The quarterback is widely lauded as the single most impactful position in all of sports. An elite signal caller can make a bad team average and a good team great. One thing that fans of football learn very quickly is that exceptionally gifted quarterbacks are rare, and those few players who have the ability to lift teams to new heights are compensated heavily. A new annual NIL report from Opendorse supports this notion and projects that by the 2025-2026 college football season, the top twenty-five quarterbacks in FBS football will earn an average of $1,310,000 in total NIL compensation. 
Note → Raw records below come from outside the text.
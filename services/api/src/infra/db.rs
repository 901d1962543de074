use std::collections::{HashMap, HashSet};

use anyhow::Context as _;
use chrono::Utc;
use sea_orm::{
    ActiveModelTrait, ActiveValue::Set, ColumnTrait, ConnectionTrait, DatabaseConnection, DbErr,
    EntityTrait, FromQueryResult, PaginatorTrait, QueryFilter, QueryOrder, QuerySelect, Select,
    Statement, TransactionError, TransactionTrait,
    sea_query::{Expr, Query, SelectStatement, SimpleExpr},
};

use foodgram_api_schema::{
    amount_ingredients, carts, favorites, ingredients, recipe_tags, recipes, subscriptions, tags,
    users,
};
use foodgram_core::sea_ext::{
    contains_pattern, flatten_transaction_error, foreign_key_violation, is_foreign_key_violation,
    is_unique_violation,
};
use foodgram_domain::pagination::{Page, PageRequest};
use foodgram_domain::relation::{RelationKind, RelationTarget};

use crate::domain::repository::{
    IngredientRepository, RecipeRepository, RelationRepository, ShoppingCartRepository,
    TagRepository, UserRepository,
};
use crate::domain::types::{
    CartIngredient, Ingredient, IngredientAmount, NewIngredient, NewRecipe, NewTag, NewUser,
    Recipe, RecipeChanges, RecipeFilter, RecipeIngredient, ShortRecipe, Tag, User,
};
use crate::error::ApiError;

/// Unique violations become `conflict`; anything else is an internal error.
fn write_error(err: DbErr, conflict: ApiError, context: &'static str) -> ApiError {
    if is_unique_violation(&err) {
        conflict
    } else {
        ApiError::Internal(anyhow::Error::new(err).context(context))
    }
}

// ── User repository ──────────────────────────────────────────────────────────

#[derive(Clone)]
pub struct DbUserRepository {
    pub db: DatabaseConnection,
}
When this projection is compared to the salaries quarterbacks make in the NFL, the average top quarterback in college will earn more in NIL earnings than the total cash (base salary plus other team payment) of sixty-one of the one hundred and nineteen active NFL quarterbacks –– put into percentages, that is more money than 51.3% of NFL signal callers. The projected 2025-26 NIL average compensation would slot in as the fifty-ninth-highest quarterback compensation in the NFL. For reference, this earning power would fall between Titans third-year backup Malik Willis, with a 2024 cash compensation of $1,407,300, and Lion's backup Hendon Hooker’s $1,299,778 total compensation. 

It is important to highlight the fact that salaries are not the only revenue streams that professional athletes have. NFL players’ total compensation also includes licensing their publicity rights in endorsement deals and passive royalty earnings through the NFLPA through jersey sales, trading cards, and appearances in video games. These figures can differ from athlete to athlete depending on their level of fame. While endorsement deals are hard to track, annual NFLPA royalty payments can range from $32,000 to Patrick Mahomes’s $3,600,000 2024 group licensing payout. 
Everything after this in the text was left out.